The 6th Ural Industrial Biennial of Contemporary Art

When back in January we first started working on the next Biennial theme, our team was discussing the topics of corporeality, touch and the right to touch, and at the time we couldn’t have imagined the upcoming pandemic and the world’s transformation into the battlefield we find ourselves in today, discouraged, cut off from the physical reality, and drowning in the swamp of rumors, alarming news, and comments.

The last Biennial theme was Immortality. We studied the theories of cosmists inviting us to consider the ultimate stake, eternal life; we considered the alternative future scenarios; we sought for ways to talk about devastating existential experiences. Our team strived to elicit clear and personal messages from the incapacitating abstract notion of immortality. While trying to preserve this innermost attitude without sliding into pathos, we arrived at the theme of corporeality. Further discussions led us to the yearning to understand personal experience. We raised such questions as the awareness of the physical boundaries and capabilities of one’s body, the experience of physical interactions with others.

And while during the first meetings on the upcoming Biennial theme we were focusing our attention on the shifting conventions of interpersonal communication, #metoo, the mechanics of gestures, now we are facing the unambiguous impossibility of contact. The sensations and actions that once seemed indefeasible—to hug a loved one, to mechanically touch one’s own face, to push a door open with a bare hand, to pay cash—are now temporarily inaccessible to us.

Habitual minimal gestures that constitute the fabric of our everyday life have been cut out. Similar gaps are now found in the complex market systems that serve our comfort. The “customer’s sense of touch” that manifested, according to anthropologist Maria Pirogovskaya, in the 20th and 21st centuries is no longer possible. We can only touch those who happened to be shut in with us when the “high alert regime” was put in place—if we’re even lucky enough to be at home and share the experience with someone.

Sociologist Richard Sennett wrote in his work Flesh and Stone: “the modern mobile individual has suffered a kind of tactile crisis: motion has helped desensitize the body.” But now this mobility has been forcibly limited and the tactile crisis is combined with the crisis of movement.

Commentators of the present, from rapper Ice-T to philosopher Giorgio Agamben, direct our attention to the triumph of biopolitics, comparing our collective experience to being trapped in a spaceship, a hermit’s abode or a solitary cell. The images of the present and the past, designed to illustrate the universal disconnect from the benefits of the global world, refer us to the societies of control. So far, it is very rare to see a researcher or an artist to suggest a bold image of the future where the cascading consequences of this major breakdown have been overcome.

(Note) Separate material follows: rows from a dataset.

//! Consumable cell contents: food pellets and power-up boxes.

use crate::entity::Entity;
use crate::point::Point;
use crate::powerup::PowerUp;
use crate::PELLET_VALUE;

#[derive(Debug, Clone)]
enum PelletKind {
    Food,
    /// A box that grants a random power-up when opened, or springs the
    /// held power-up on contact when placed as a trap.
    PowerUpBox { trap: Option<PowerUp> },
}

/// One cell's consumable content. Respawning replaces the whole value with
/// a freshly constructed pellet, so every timer and the trap state reset
/// together.
#[derive(Debug, Clone)]
pub struct Pellet {
    location: Point,
    active: bool,
    respawn_count: u32,
    value: u32,
    kind: PelletKind,
}

impl Pellet {
    /// A plain food pellet at the centre of the given cell.
    pub fn food(location: Point) -> Self {
        Self {
            location: location.centred(),
            active: true,
            respawn_count: 0,
            value: PELLET_VALUE,
            kind: PelletKind::Food,
        }
    }

    /// A power-up box holding no trap: opening it grants a random power-up.
    pub fn power_up_box(location: Point) -> Self {
        Self {
            location: location.centred(),
            active: true,
            respawn_count: 0,
            value: 0,
            kind: PelletKind::PowerUpBox { trap: None },
        }
    }

    /// A box holding a placed trap, sprung on contact by any entity.
    pub fn trap_box(location: Point, trap: PowerUp) -> Self {
        Self {
            location: location.centred(),
            active: true,
            respawn_count: 0,
            value: 0,
            kind: PelletKind::PowerUpBox { trap: Some(trap) },
        }
    }

    pub fn location(&self) -> Point {
        self.location
    }

    pub fn is_active(&self) -> bool {
        self.active
    }

    pub fn value(&self) -> u32 {
        self.value
    }

    pub fn is_box(&self) -> bool {
        matches!(self.kind, PelletKind::PowerUpBox { .. })
    }

    pub fn is_trap(&self) -> bool {
        matches!(self.kind, PelletKind::PowerUpBox { trap: Some(_) })
    }

    /// Traps catch anyone; everything else is only consumable by the
    /// entity currently in the hunted role.
    pub fn can_consume(&self, entity: &Entity) -> bool {
        self.active && (self.is_trap() || entity.is_mipsman())
    }

    pub fn consume(&mut self) {
        self.active = false;
        self.respawn_count = 0;
    }

    /// Takes the held trap and consumes the box. A sprung box reverts to a
    /// plain food slot for respawn purposes.
    pub fn spring_trap(&mut self) -> Option<PowerUp> {
        let PelletKind::PowerUpBox { trap } = &mut self.kind else {
            return None;
        };
        let sprung = trap.take();
        if sprung.is_some() {
            self.kind = PelletKind::Food;
            self.consume();
        }
        sprung
    }

    /// Advances the respawn counter while inactive. Returns true when the
    /// threshold is reached and the slot should be replaced.
    pub fn advance_respawn(&mut self, threshold: u32) -> bool {
        if self.active {
            return false;
        }
        self.respawn_count += 1;
        self.respawn_count >= threshold
    }

    /// The freshly constructed replacement for this slot once the respawn
    /// threshold is reached. Grant boxes come back as grant boxes; food and
    /// sprung traps come back as food.
    pub fn respawned(&self) -> Pellet {
        match self.kind {
            PelletKind::PowerUpBox { trap: None } => Pellet::power_up_box(self.location),
            _ => Pellet::food(self.location),
        }
    }
}

#[cfg(test)]
mod tests {
    use super::*;
    use crate::powerup::PowerUpKind;

    #[test]
    fn food_starts_active_at_cell_centre() {
        let p = Pellet::food(Point::new(3.0, 4.0));
        assert!(p.is_active());
        assert_eq!(p.location(), Point::new(3.5, 4.5));
        assert_eq!(p.value(), PELLET_VALUE);
        assert!(!p.is_box());
    }

    #[test]
    fn only_mipsman_consumes_food() {
        let p = Pellet::food(Point::new(0.0, 0.0));
        let mut ghoul = Entity::new(1, Point::new(0.5, 0.5), 0.08);
        assert!(!p.can_consume(&ghoul));
        ghoul.set_mipsman(true);
        assert!(p.can_consume(&ghoul));
    }

    #[test]
    fn traps_catch_anyone() {
        let trap = PowerUp::new(PowerUpKind::Web);
        let p = Pellet::trap_box(Point::new(0.0, 0.0), trap);
        let ghoul = Entity::new(1, Point::new(0.5, 0.5), 0.08);
        assert!(p.is_trap());
        assert!(p.can_consume(&ghoul));
    }

    #[test]
    fn respawn_counter_only_advances_while_inactive() {
        let mut p = Pellet::food(Point::new(0.0, 0.0));
        assert!(!p.advance_respawn(2));
        assert!(p.is_active());
        p.consume();
        assert!(!p.advance_respawn(2));
        assert!(p.advance_respawn(2));
    }

    #[test]
    fn consuming_resets_the_counter() {
        let mut p = Pellet::food(Point::new(0.0, 0.0));
        p.consume();
        assert!(!p.advance_respawn(3));
        // re-consume while already inactive zeroes the progress
        p.consume();
        assert!(!p.advance_respawn(3));
        assert!(!p.advance_respawn(3));
        assert!(p.advance_respawn(3));
    }

    #[test]
    fn sprung_trap_respawns_as_food() {
        let trap = PowerUp::new(PowerUpKind::Web);
        let mut p = Pellet::trap_box(Point::new(2.0, 2.0), trap);
        let sprung = p.spring_trap().unwrap();
        assert_eq!(sprung.kind(), PowerUpKind::Web);
        assert!(!p.is_active());
        assert!(p.spring_trap().is_none());
        let fresh = p.respawned();
        assert!(fresh.is_active());
        assert!(!fresh.is_box());
        assert_eq!(fresh.value(), PELLET_VALUE);
    }

    #[test]
    fn grant_box_respawns_as_grant_box() {
        let mut p = Pellet::power_up_box(Point::new(2.0, 2.0));
        p.consume();
        let fresh = p.respawned();
        assert!(fresh.is_box());
        assert!(!fresh.is_trap());
        assert!(fresh.is_active());
    }
}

The lack of a global vision is compensated by tactical decisions. We see a lot of initiatives of mutual assistance and grass-roots support of various groups: artists, senior citizens, food delivery people, doctors and musicians. Humanity manifests itself through the cracks of institutional, bacteriological and geographical barriers.

And we would like to keep both the confusion and hope in our sight; both the baffled immobility and the instant mobilization of resources. No matter what transpires next, the experience of the current situation with the global suspension and the impossibility of intimacy will be imprinted in our further everyday life. We do not know what will happen in 2021, but we believe that by the time the 6th Biennial is launched, we will arrive at an understanding of the time we find ourselves in and will know whether we can hold our hope for embracing or whether we should still refrain from it.